Part 1 is composed of detailed analyses of the theories of the classical tradition, including the works of August Comte, Herbert Spencer, Karl Marx, Max Weber, Georg Simmel, Emile Durkheim, and George Herbert Mead. Their theories are examined in detail and depth. As a result, the reader gets much more than a surface primer on the classical tradition; rather, analysis of each theorist in the classical tradition is comprehensive and deep, giving a reader a true understanding of the power of the ideas developed by theorists of the classical era. Part 1 closes with a long chapter summarizing how each of the key figures in sociology's early pantheon influenced the development of contemporary theory, examined in Part 2.

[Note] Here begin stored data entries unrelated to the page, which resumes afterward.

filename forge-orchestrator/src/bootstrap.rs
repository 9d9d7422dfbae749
//! Boot-time script handed to the instance as cloud-init user data. The
//! script runs as root on first boot, configures the actions-runner agent
//! with the one-time registration token and starts it. The orchestrator only
//! builds the text; it never executes it.

const RUNNER_VERSION: &str = "2.319.1";

pub fn build_user_data(
    owner: &str,
    repo: &str,
    registration_token: &str,
    label: &str,
    home_dir: Option<&str>,
) -> String {
    let register_and_run = [
        "export RUNNER_ALLOW_RUNASROOT=1".to_string(),
        "export DOTNET_SYSTEM_GLOBALIZATION_INVARIANT=1".to_string(),
        "export DOTNET_SYSTEM_GLOBALIZATION_PREDEFINED_CULTURES_ONLY=false".to_string(),
        format!(
            "./config.sh --url https://github.com/{}/{} --token {} --name {} --labels {} --unattended",
            owner, repo, registration_token, label, label
        ),
        "./run.sh".to_string(),
    ];

    let mut lines = vec!["#!/bin/bash".to_string()];
    match home_dir {
        // Runner software pre-installed in the image: just cd and start.
        Some(dir) => {
            lines.push(format!("cd \"{}\"", dir));
        }
        None => {
            lines.push("mkdir actions-runner && cd actions-runner".to_string());
            lines.push(
                "case $(uname -m) in aarch64) ARCH=\"arm64\" ;; amd64|x86_64) ARCH=\"x64\" ;; esac && export RUNNER_ARCH=${ARCH}"
                    .to_string(),
            );
            lines.push(format!(
                "curl -O -L https://github.com/actions/runner/releases/download/v{v}/actions-runner-linux-${{RUNNER_ARCH}}-{v}.tar.gz",
                v = RUNNER_VERSION
            ));
            lines.push(format!(
                "tar xzf ./actions-runner-linux-${{RUNNER_ARCH}}-{}.tar.gz",
                RUNNER_VERSION
            ));
        }
    }
    lines.extend(register_and_run);
    lines.join("\n")
}

#[cfg(test)]
mod tests {
    use super::*;

    #[test]
    fn preinstalled_variant_skips_download() {
        let script = build_user_data("acme", "widgets", "tok-123", "runner-a", Some("/opt/runner"));
        assert!(script.starts_with("#!/bin/bash"));
        assert!(script.contains("cd \"/opt/runner\""));
        assert!(!script.contains("curl"));
        assert!(script.contains("--token tok-123"));
        assert!(script.contains("--name runner-a --labels runner-a"));
        assert!(script.contains("https://github.com/acme/widgets"));
    }

    #[test]
    fn download_variant_fetches_the_release() {
        let script = build_user_data("acme", "widgets", "tok-123", "runner-a", None);
        assert!(script.contains("mkdir actions-runner"));
        assert!(script.contains("curl -O -L"));
        assert!(script.contains(RUNNER_VERSION));
        assert!(script.contains("./run.sh"));
    }
}
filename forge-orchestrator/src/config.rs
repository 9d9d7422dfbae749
use anyhow::{Context, Result};
use forge_common::NetworkSegment;
use std::env;
use std::fs;
use std::time::Duration;

#[derive(Debug, Clone)]
pub struct GithubConfig {
    pub token: String,
    pub owner: String,
    pub repo: String,
}

#[derive(Debug, Clone)]
pub struct ProviderConfig {
    pub project_id: String,
    pub secret_key: String,
    pub zone: String,
    pub instance_type: String,
    pub image_id: String,
    pub security_group: Option<String>,
    pub segments: Vec<NetworkSegment>,
}

#[derive(Debug, Clone)]
pub struct RunnerConfig {
    /// Registration name assigned before launch; generated when absent.
    pub label: Option<String>,
    /// Directory with a pre-installed actions-runner in the image. When
    /// unset, the boot script downloads the runner release instead.
    pub home_dir: Option<String>,
    /// Instance to tear down (stop mode only).
    pub instance_id: Option<String>,
}

#[derive(Debug, Clone)]
pub struct PollConfig {
    pub initial_delay: Duration,
    pub backoff_multiplier: f64,
    pub max_delay: Duration,
    pub registration_timeout: Duration,
    pub running_timeout: Duration,
}

impl Default for PollConfig {
    fn default() -> Self {
        Self {
            initial_delay: Duration::from_secs(4),
            backoff_multiplier: 1.5,
            max_delay: Duration::from_secs(60),
            registration_timeout: Duration::from_secs(15 * 60),
            running_timeout: Duration::from_secs(5 * 60),
        }
    }
}

/// Explicit configuration for one orchestration run. Built once in main and
/// handed to each component; nothing reads the environment after this.
#[derive(Debug, Clone)]
pub struct Config {
    pub github: GithubConfig,
    pub provider: ProviderConfig,
    pub runner: RunnerConfig,
    pub poll: PollConfig,
}

impl Config {
    pub fn from_env() -> Result<Self> {
        let github = GithubConfig {
            token: secret_var("GITHUB_TOKEN")?,
            owner: env_var("GITHUB_OWNER")?,
            repo: env_var("GITHUB_REPO")?,
        };

        let provider = ProviderConfig {
            project_id: env_var("SCW_PROJECT_ID")?,
            secret_key: secret_var("SCW_SECRET_KEY")?,
            zone: env_opt("SCW_ZONE").unwrap_or_else(|| "fr-par-1".to_string()),
            instance_type: env_opt("INSTANCE_TYPE").unwrap_or_default(),
            image_id: env_opt("IMAGE_ID").unwrap_or_default(),
            security_group: env_opt("SECURITY_GROUP_ID"),
            segments: parse_segments(&env_opt("PRIVATE_NETWORK_IDS").unwrap_or_default()),
        };

        let runner = RunnerConfig {
            label: env_opt("RUNNER_LABEL"),
            home_dir: env_opt("RUNNER_HOME_DIR"),
            instance_id: env_opt("INSTANCE_ID"),
        };

        let defaults = PollConfig::default();
        let poll = PollConfig {
            initial_delay: env_duration_secs("POLL_INITIAL_DELAY_SECS", defaults.initial_delay),
            backoff_multiplier: defaults.backoff_multiplier,
            max_delay: env_duration_secs("POLL_MAX_DELAY_SECS", defaults.max_delay),
            registration_timeout: env_duration_secs(
                "REGISTRATION_TIMEOUT_SECS",
                defaults.registration_timeout,
            ),
            running_timeout: env_duration_secs("RUNNING_TIMEOUT_SECS", defaults.running_timeout),
        };

        Ok(Self {
            github,
            provider,
            runner,
            poll,
        })
    }

    pub fn validate_start(&self) -> Result<()> {
        if self.provider.instance_type.is_empty() {
            anyhow::bail!("INSTANCE_TYPE must be set for start");
        }
        if self.provider.image_id.is_empty() {
            anyhow::bail!("IMAGE_ID must be set for start");
        }
        if self.provider.segments.is_empty() {
            anyhow::bail!("PRIVATE_NETWORK_IDS must list at least one network for start");
        }
        Ok(())
    }

    pub fn validate_stop(&self) -> Result<()> {
        if self.runner.instance_id.is_none() && self.runner.label.is_none() {
            anyhow::bail!("INSTANCE_ID or RUNNER_LABEL must be set for stop");
        }
        Ok(())
    }
}

fn env_var(name: &str) -> Result<String> {
    env::var(name).with_context(|| format!("{} must be set", name))
}

fn env_opt(name: &str) -> Option<String> {
    env::var(name)
        .ok()
        .map(|s| s.trim().to_string())
        .filter(|s| !s.is_empty())
}

/// Prefer *_FILE for secrets (Docker/K8s friendly), fallback to the env var.
fn secret_var(name: &str) -> Result<String> {
    if let Some(path) = env_opt(&format!("{}_FILE", name)) {
        let value = fs::read_to_string(&path)
            .with_context(|| format!("failed to read {} from {}", name, path))?;
        return Ok(value.trim().to_string());
    }
    env_var(name).map(|s| s.trim().to_string())
}

fn env_duration_secs(name: &str, default: Duration) -> Duration {
    env_opt(name)
        .and_then(|s| s.parse::<u64>().ok())
        .map(Duration::from_secs)
        .unwrap_or(default)
}

pub fn parse_segments(raw: &str) -> Vec<NetworkSegment> {
    raw.split(',')
        .map(|s| s.trim())
        .filter(|s| !s.is_empty())
        .map(NetworkSegment::from)
        .collect()
}
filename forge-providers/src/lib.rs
use anyhow::Result;
use async_trait::async_trait;
use forge_common::NetworkSegment;

/// Fixed instance specification for one orchestration run. Everything except
/// the network segment is decided up front; the launcher varies only the
/// segment between attempts.
#[derive(Debug, Clone)]
pub struct LaunchSpec {
    pub name: String,
    pub instance_type: String,
    pub image_id: String,
    pub security_group: Option<String>,
    pub tags: Vec<String>,
}

#[derive(Debug, Clone)]
pub struct InstanceDetails {
    pub id: String,
    pub state: String,
    pub private_ip: Option<String>,
}

#[async_trait]
pub trait ComputeProvider: Send + Sync {
    /// Create a server attached to `segment`, hand it `user_data` as its
    /// boot-time script, and power it on. Returns the provider instance id.
    ///
    /// Not idempotent: a launch request that times out client-side may still
    /// have created an instance. Callers get an error in that case and no
    /// reconciliation is attempted.
    async fn launch_instance(
        &self,
        spec: &LaunchSpec,
        segment: &NetworkSegment,
        user_data: &str,
    ) -> Result<String>;

    /// `None` when the provider no longer knows the id.
    async fn describe_instance(&self, instance_id: &str) -> Result<Option<InstanceDetails>>;

    async fn terminate_instance(&self, instance_id: &str) -> Result<bool>;
}

pub mod scaleway;

#[cfg(feature = "mock")]
pub mod mock;
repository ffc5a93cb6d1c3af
//! `dock login`
//!
//! Browser-based login: a short-lived local HTTP server waits for the web
//! dashboard to redirect back with the token.

use std::collections::HashMap;
use std::process::ExitCode;
use std::sync::Arc;

use axum::extract::{Query, State};
use axum::response::Html;
use axum::routing::get;
use axum::Router;
use colored::Colorize;
use tokio::net::TcpListener;
use tokio::sync::{oneshot, Mutex};
use tower_http::trace::TraceLayer;
use tracing::info;

use crate::errors::CliError;
use crate::storage::credentials::{save_credentials, Credentials, User};
use crate::storage::settings::ApiSettings;

const CALLBACK_PORT: u16 = 4242;

const SUCCESS_PAGE: &str = r#"<html>
  <body style="background:#111; color:#fff; font-family:sans-serif; display:flex; align-items:center; justify-content:center; height:100vh;">
    <div style="text-align:center;">
      <h1 style="color:#4ade80;">Login Successful</h1>
      <p>You can close this window and return to the terminal.</p>
    </div>
    <script>setTimeout(() => window.close(), 2000);</script>
  </body>
</html>"#;

/// What the callback handed us.
struct CallbackResult {
    token: Option<String>,
    user: Option<User>,
}

type ResultSender = Arc<Mutex<Option<oneshot::Sender<CallbackResult>>>>;

pub async fn run(settings: &ApiSettings) -> Result<ExitCode, CliError> {
    println!("{}", "Initiating login...".blue());

    let (result_tx, result_rx) = oneshot::channel();
    let sender: ResultSender = Arc::new(Mutex::new(Some(result_tx)));

    let app = Router::new()
        .route("/callback", get(callback_handler))
        .with_state(sender)
        .layer(TraceLayer::new_for_http());

    let addr = format!("127.0.0.1:{}", CALLBACK_PORT);
    let listener = TcpListener::bind(&addr)
        .await
        .map_err(|e| CliError::AuthError(format!("Could not bind {}: {}", addr, e)))?;
    info!("Login callback server listening on {}", addr);

    let (shutdown_tx, shutdown_rx) = oneshot::channel::<()>();
    let server = tokio::spawn(async move {
        let _ = axum::serve(listener, app)
            .with_graceful_shutdown(async move {
                let _ = shutdown_rx.await;
            })
            .await;
    });

    let login_url = format!(
        "{}/cli-login?callback=http://localhost:{}/callback",
        settings.web_url.trim_end_matches('/'),
        CALLBACK_PORT
    );
    println!("{}", format!("Open this URL in your browser: {}", login_url).yellow());
    println!("{}", "Waiting for authentication...".dimmed());

    let result = tokio::select! {
        result = result_rx => result.map_err(|_| CliError::AuthError("Login server closed unexpectedly".to_string()))?,
        _ = tokio::signal::ctrl_c() => {
            let _ = shutdown_tx.send(());
            let _ = server.await;
            println!();
            println!("{}", "Login cancelled.".yellow());
            return Ok(ExitCode::from(130));
        }
    };

    let _ = shutdown_tx.send(());
    let _ = server.await;

    match result.token {
        Some(token) => {
            let username = result.user.as_ref().and_then(|u| u.username.clone());
            save_credentials(&Credentials {
                token,
                user: result.user,
            })
            .await?;

            println!();
            match username {
                Some(name) => println!(
                    "{}",
                    format!("Successfully logged in as {}!", name).green()
                ),
                None => println!("{}", "Successfully logged in!".green()),
            }
            Ok(ExitCode::SUCCESS)
        }
        None => {
            println!();
            println!("{}", "Login failed: No token received".red());
            Ok(ExitCode::FAILURE)
        }
    }
}

async fn callback_handler(
    State(sender): State<ResultSender>,
    Query(params): Query<HashMap<String, String>>,
) -> Html<&'static str> {
    let token = params.get("token").cloned().filter(|t| !t.is_empty());
    let user = params
        .get("user")
        .and_then(|raw| serde_json::from_str::<User>(raw).ok());

    let failed = token.is_none();
    if let Some(tx) = sender.lock().await.take() {
        let _ = tx.send(CallbackResult { token, user });
    }

    if failed {
        Html("Login failed: No token received")
    } else {
        Html(SUCCESS_PAGE)
    }
}
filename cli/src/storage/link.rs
//! Project link file management
//!
//! The link file maps a working directory to a remote project. It lives at
//! `.dock/dock.json` inside the project root and holds nothing but the
//! project id.

use std::path::Path;

use serde::{Deserialize, Serialize};

use crate::errors::CliError;
use crate::filesys::file::File;

/// Persisted mapping of a directory to a remote project
#[derive(Debug, Clone, Serialize, Deserialize)]
pub struct ProjectLink {
    #[serde(rename = "projectId")]
    pub project_id: String,
}

/// Link file for a project root: `<root>/.dock/dock.json`
pub fn link_file(root: &Path) -> File {
    File::new(root.join(".dock").join("dock.json"))
}

/// Read the linked project id, if the directory is linked.
///
/// An unreadable or malformed link file is treated as "not linked" rather
/// than an error; the caller falls back to interactive resolution.
pub async fn read_link(root: &Path) -> Option<String> {
    let file = link_file(root);
    if !file.exists().await {
        return None;
    }
    match file.read_json::<ProjectLink>().await {
        Ok(link) if !link.project_id.is_empty() => Some(link.project_id),
        _ => None,
    }
}

/// Persist the link for a project root.
pub async fn write_link(root: &Path, project_id: &str) -> Result<(), CliError> {
    link_file(root)
        .write_json(&ProjectLink {
            project_id: project_id.to_string(),
        })
        .await
}

#[cfg(test)]
mod tests {
    use super::*;

    #[tokio::test]
    async fn test_link_round_trip() {
        let dir = tempfile::tempdir().unwrap();
        write_link(dir.path(), "P1").await.unwrap();

        // On-disk shape uses the platform's camelCase key
        let raw = link_file(dir.path()).read_string().await.unwrap();
        let value: serde_json::Value = serde_json::from_str(&raw).unwrap();
        assert_eq!(value["projectId"], "P1");

        assert_eq!(read_link(dir.path()).await.as_deref(), Some("P1"));
    }

    #[tokio::test]
    async fn test_missing_link_is_none() {
        let dir = tempfile::tempdir().unwrap();
        assert_eq!(read_link(dir.path()).await, None);
    }

    #[tokio::test]
    async fn test_malformed_link_is_none() {
        let dir = tempfile::tempdir().unwrap();
        link_file(dir.path()).write_string("not json").await.unwrap();
        assert_eq!(read_link(dir.path()).await, None);
    }
}
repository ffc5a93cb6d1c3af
//! Project resolution
//!
//! Determines which remote project a deploy targets: the persisted link
//! file wins; otherwise the user links to an existing project or creates a
//! new one, and the choice is written back to `.dock/dock.json`.

use std::path::Path;

use colored::Colorize;
use dialoguer::{Input, Select};

use crate::errors::CliError;
use crate::http::client::HttpClient;
use crate::http::projects::NewProject;
use crate::storage::link;

/// Selectable project types, display label first.
const PROJECT_TYPES: &[(&str, &str)] = &[
    ("Node.js", "node"),
    ("Python (Flask)", "python"),
    ("PHP (Generic)", "php"),
    ("PHP (Laravel)", "laravel"),
    ("Go", "go"),
    ("Java (Spring Boot)", "spring-boot"),
    ("Docker (Dockerfile/Compose)", "docker"),
    ("Static HTML", "html"),
];

/// Resolve the target project id for a deploy from `root`.
///
/// `Ok(None)` means the user cancelled; that is not an error and produces
/// no outcome.
pub async fn resolve_project(
    api: &HttpClient,
    token: &str,
    root: &Path,
) -> Result<Option<String>, CliError> {
    if let Some(project_id) = link::read_link(root).await {
        println!(
            "{}",
            format!("Found existing project link: {}", project_id).dimmed()
        );
        return Ok(Some(project_id));
    }

    println!("{}", "No existing project link found.".cyan());

    let action = Select::new()
        .with_prompt("What would you like to do?")
        .items(&["Link to existing project", "Create new project"])
        .default(0)
        .interact()?;

    let project_id = match action {
        0 => link_existing(api, token).await?,
        _ => create_new(api, token, root).await?,
    };

    if let Some(id) = &project_id {
        link::write_link(root, id).await?;
        println!(
            "{}",
            format!("Linked to project {} (saved to .dock/dock.json)", id).green()
        );
    }

    Ok(project_id)
}

async fn link_existing(api: &HttpClient, token: &str) -> Result<Option<String>, CliError> {
    let projects = api.list_projects(token).await?;
    if projects.is_empty() {
        println!("{}", "No projects found. Please create one first.".yellow());
        return Ok(None);
    }

    let labels: Vec<String> = projects.iter().map(|p| p.label()).collect();
    let index = Select::new()
        .with_prompt("Select project to deploy to")
        .items(&labels)
        .default(0)
        .interact()?;

    Ok(Some(projects[index].id.clone()))
}

async fn create_new(
    api: &HttpClient,
    token: &str,
    root: &Path,
) -> Result<Option<String>, CliError> {
    let default_name = root
        .file_name()
        .map(|n| n.to_string_lossy().into_owned())
        .unwrap_or_else(|| "project".to_string());
    let detected = detect_project_type(root);

    let name: String = Input::new()
        .with_prompt("Project Name")
        .default(default_name)
        .validate_with(|input: &String| {
            if !input.is_empty()
                && input
                    .chars()
                    .all(|c| c.is_ascii_alphanumeric() || c == '-' || c == '_')
            {
                Ok(())
            } else {
                Err("Name can only contain letters, numbers, dashes and underscores.")
            }
        })
        .interact_text()?;

    let labels: Vec<&str> = PROJECT_TYPES.iter().map(|(label, _)| *label).collect();
    let default_index = PROJECT_TYPES
        .iter()
        .position(|(_, value)| *value == detected)
        .unwrap_or(0);
    let type_index = Select::new()
        .with_prompt("Project Type")
        .items(&labels)
        .default(default_index)
        .interact()?;

    let project = api
        .create_project(
            token,
            &NewProject {
                name: name.clone(),
                project_type: PROJECT_TYPES[type_index].1.to_string(),
                skip_deploy: true,
            },
        )
        .await?;

    println!("{}", format!("Project {} created!", name).green());
    Ok(Some(project.id))
}

/// Guess the project type from marker files at the project root.
pub fn detect_project_type(root: &Path) -> &'static str {
    let exists = |name: &str| root.join(name).exists();

    if exists("docker-compose.yml") || exists("docker-compose.yaml") || exists("Dockerfile") {
        "docker"
    } else if exists("artisan") {
        "laravel"
    } else if exists("pom.xml") {
        "spring-boot"
    } else if exists("requirements.txt") {
        "python"
    } else if exists("composer.json") || exists("index.php") {
        "php"
    } else if exists("go.mod") {
        "go"
    } else {
        "node"
    }
}

#[cfg(test)]
mod tests {
    use super::*;

    #[test]
    fn test_detect_defaults_to_node() {
        let dir = tempfile::tempdir().unwrap();
        assert_eq!(detect_project_type(dir.path()), "node");
    }

    #[test]
    fn test_detect_docker_wins_over_language_markers() {
        let dir = tempfile::tempdir().unwrap();
        std::fs::write(dir.path().join("Dockerfile"), "FROM scratch").unwrap();
        std::fs::write(dir.path().join("go.mod"), "module x").unwrap();
        assert_eq!(detect_project_type(dir.path()), "docker");
    }

    #[test]
    fn test_detect_laravel() {
        let dir = tempfile::tempdir().unwrap();
        std::fs::write(dir.path().join("artisan"), "").unwrap();
        std::fs::write(dir.path().join("composer.json"), "{}").unwrap();
        assert_eq!(detect_project_type(dir.path()), "laravel");
    }

    #[test]
    fn test_detect_go() {
        let dir = tempfile::tempdir().unwrap();
        std::fs::write(dir.path().join("go.mod"), "module x").unwrap();
        assert_eq!(detect_project_type(dir.path()), "go");
    }
}
pub mod client;
pub mod projects;
pub mod services;
//! Stored login credentials

use serde::{Deserialize, Serialize};

use crate::errors::CliError;
use crate::filesys::file::File;

/// Logged-in user info returned by the login callback
#[derive(Debug, Clone, Serialize, Deserialize)]
pub struct User {
    #[serde(default)]
    pub username: Option<String>,
}

/// Credentials stored per user
#[derive(Debug, Clone, Serialize, Deserialize)]
pub struct Credentials {
    /// API bearer token
    pub token: String,

    /// User info, when the platform sent it along
    #[serde(default)]
    pub user: Option<User>,
}

/// Location of the credentials file: `<config_dir>/dock/credentials.json`
pub fn credentials_file() -> Result<File, CliError> {
    let dir = dirs::config_dir()
        .ok_or_else(|| CliError::ConfigError("Could not determine config directory".to_string()))?;
    Ok(File::new(dir.join("dock").join("credentials.json")))
}

/// Load stored credentials, if any.
pub async fn load_credentials() -> Result<Option<Credentials>, CliError> {
    let file = credentials_file()?;
    if !file.exists().await {
        return Ok(None);
    }
    let creds: Credentials = file.read_json().await?;
    if creds.token.is_empty() {
        return Ok(None);
    }
    Ok(Some(creds))
}

/// Persist credentials with owner-only permissions.
pub async fn save_credentials(creds: &Credentials) -> Result<(), CliError> {
    let file = credentials_file()?;
    file.write_json(creds).await?;
    file.set_permissions_600().await?;
    Ok(())
}

/// Remove stored credentials. Returns whoever was logged in.
pub async fn clear_credentials() -> Result<Option<User>, CliError> {
    let file = credentials_file()?;
    let user = if file.exists().await {
        file.read_json::<Credentials>().await.ok().and_then(|c| c.user)
    } else {
        None
    };
    file.delete().await?;
    Ok(user)
}

/// Fetch the stored token or fail with a "not logged in" error.
///
/// Every command that talks to the platform calls this before doing any work.
pub async fn require_token() -> Result<Credentials, CliError> {
    load_credentials().await?.ok_or(CliError::NotLoggedIn)
}

/// Override the credentials path for tests.
#[cfg(test)]
pub fn credentials_file_at(dir: &std::path::Path) -> File {
    File::new(dir.join("credentials.json"))
}

#[cfg(test)]
mod tests {
    use super::*;

    #[tokio::test]
    async fn test_credentials_round_trip() {
        let dir = tempfile::tempdir().unwrap();
        let file = credentials_file_at(dir.path());

        let creds = Credentials {
            token: "tok".to_string(),
            user: Some(User {
                username: Some("alice".to_string()),
            }),
        };
        file.write_json(&creds).await.unwrap();

        let loaded: Credentials = file.read_json().await.unwrap();
        assert_eq!(loaded.token, "tok");
        assert_eq!(loaded.user.unwrap().username.as_deref(), Some("alice"));
    }
}
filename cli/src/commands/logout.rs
//! `dock logout`

use std::process::ExitCode;

use colored::Colorize;

use crate::errors::CliError;
use crate::storage::credentials::clear_credentials;

pub async fn run() -> Result<ExitCode, CliError> {
    let user = clear_credentials().await?;

    match user.and_then(|u| u.username) {
        Some(name) => println!(
            "{}",
            format!("Logged out {} successfully!", name).green()
        ),
        None => println!("{}", "Logged out successfully!".green()),
    }

    Ok(ExitCode::SUCCESS)
}
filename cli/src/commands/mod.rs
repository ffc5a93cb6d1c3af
//! CLI command implementations. All of these are thin wrappers over the
//! HTTP client except `deploy`, which drives the full pipeline.

pub mod clone;
pub mod db;
pub mod deploy;
pub mod login;
pub mod logout;
pub mod site;
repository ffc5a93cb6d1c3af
pub mod file;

Part 2 of the book examines all of the principle theoretical traditions in sociology during the modern era. Each chapter is long because both the diversity and depth of work in each theoretical approach is examined, including the functional, general systems, ecological, evolutionary, conflict, exchange, symbolic interactionist, role and status, dramaturgical, phenomenological, structuralist, cultural, postmodern, European-critical, and American-style critical theories.
Part 3 reviews the state of sociological theory today. First, the elements that make theory scientific are outlined. And then, Turner explores how to overcome roadblocks that have prevented sociological theories from realizing their full explanatory power. Coverage spans both classical and contemporary theoretical sociology, with an eye to giving readers complete coverage of theoretical sociology.
This one book is resource for both the classical and contemporary courses, thus providing a unified book for readers in a wide variety of theory courses.